- [What you need to do] How many lines of these records hold the string "filename"? Reply with the number alone.

- [Stored items]
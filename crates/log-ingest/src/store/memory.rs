// Copyright 2023-Present Datadog, Inc. https://www.datadoghq.com/
// SPDX-License-Identifier: Apache-2.0

use async_trait::async_trait;
use serde_json::{Map, Value};
use std::sync::Mutex;

use crate::error::StoreError;
use crate::store::DocumentStore;

#[derive(Debug, Clone, PartialEq)]
pub struct StoredDocument {
    pub collection: String,
    pub id: String,
    pub fields: Map<String, Value>,
}

/// Keeps written documents in memory. Ids are random v4 UUIDs.
#[derive(Debug, Default)]
pub struct MemoryStore {
    documents: Mutex<Vec<StoredDocument>>,
}

impl MemoryStore {
    pub fn new() -> Self {
        Self::default()
    }

    /// Snapshot of every document written so far, in write order.
    pub fn documents(&self) -> Vec<StoredDocument> {
        match self.documents.lock() {
            Ok(documents) => documents.clone(),
            Err(poisoned) => poisoned.into_inner().clone(),
        }
    }
}

#[async_trait]
impl DocumentStore for MemoryStore {
    async fn add(
        &self,
        collection: &str,
        document: &Map<String, Value>,
    ) -> Result<String, StoreError> {
        let id = uuid::Uuid::new_v4().simple().to_string();
        let stored = StoredDocument {
            collection: collection.to_string(),
            id: id.clone(),
            fields: document.clone(),
        };
        match self.documents.lock() {
            Ok(mut documents) => documents.push(stored),
            Err(poisoned) => poisoned.into_inner().push(stored),
        }
        Ok(id)
    }
}
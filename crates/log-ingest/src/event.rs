// Copyright 2023-Present Datadog, Inc. https://www.datadoghq.com/
// SPDX-License-Identifier: Apache-2.0

//! Trigger request shapes and their normalized form.

use base64::Engine;
use serde::Deserialize;
use std::collections::HashMap;

use crate::error::IngestError;

/// One delivered message. `data` holds the base64 encoded log entry.
#[derive(Debug, Clone, Default, PartialEq, Eq, Deserialize)]
pub struct RawEvent {
    #[serde(default)]
    pub data: Option<String>,
    #[serde(default)]
    pub attributes: HashMap<String, String>,
}

impl RawEvent {
    pub fn from_data(data: impl Into<String>) -> Self {
        RawEvent {
            data: Some(data.into()),
            attributes: HashMap::new(),
        }
    }

    /// Decodes `data` from standard base64 and then from UTF-8.
    pub fn decode_text(&self) -> Result<String, IngestError> {
        let data = self.data.as_deref().ok_or(IngestError::MissingData)?;
        let bytes = base64::engine::general_purpose::STANDARD.decode(data)?;
        Ok(String::from_utf8(bytes)?)
    }
}

/// Invocation metadata. Only used to correlate diagnostics.
#[derive(Debug, Clone, Default, PartialEq, Eq, Deserialize)]
#[serde(rename_all = "camelCase")]
pub struct EventContext {
    #[serde(default)]
    pub event_id: Option<String>,
    #[serde(default)]
    pub timestamp: Option<String>,
    #[serde(default)]
    pub event_type: Option<String>,
    #[serde(default)]
    pub resource: Option<String>,
}

/// A normalized trigger request.
#[derive(Debug, Clone, Default, PartialEq, Eq)]
pub struct Invocation {
    pub event: RawEvent,
    pub context: EventContext,
}

#[derive(Debug, Deserialize)]
#[serde(rename_all = "camelCase")]
struct PushMessage {
    #[serde(default)]
    data: Option<String>,
    #[serde(default)]
    attributes: HashMap<String, String>,
    #[serde(default, alias = "message_id")]
    message_id: Option<String>,
    #[serde(default, alias = "publish_time")]
    publish_time: Option<String>,
}

/// Body of an HTTP trigger request.
///
/// Variants are tried in order; `Direct` accepts any object so it must stay last.
#[derive(Debug, Deserialize)]
#[serde(untagged)]
enum TriggerRequest {
    /// Pub/Sub push subscription delivery.
    Push {
        message: PushMessage,
        #[serde(default)]
        subscription: Option<String>,
    },
    /// Legacy background function delivery: `{"context": {...}, "data": {...}}`.
    Background { context: EventContext, data: RawEvent },
    /// The event object itself.
    Direct(RawEvent),
}

impl From<TriggerRequest> for Invocation {
    fn from(request: TriggerRequest) -> Self {
        match request {
            TriggerRequest::Push {
                message,
                subscription,
            } => Invocation {
                event: RawEvent {
                    data: message.data,
                    attributes: message.attributes,
                },
                context: EventContext {
                    event_id: message.message_id,
                    timestamp: message.publish_time,
                    event_type: Some("google.pubsub.topic.publish".to_string()),
                    resource: subscription,
                },
            },
            TriggerRequest::Background { context, data } => Invocation {
                event: data,
                context,
            },
            TriggerRequest::Direct(event) => Invocation {
                event,
                context: EventContext::default(),
            },
        }
    }
}

/// Parses an HTTP trigger request body into an [`Invocation`].
pub fn parse_trigger_request(body: &[u8]) -> Result<Invocation, serde_json::Error> {
    let request: TriggerRequest = serde_json::from_slice(body)?;
    Ok(request.into())
}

- [Written solution] 2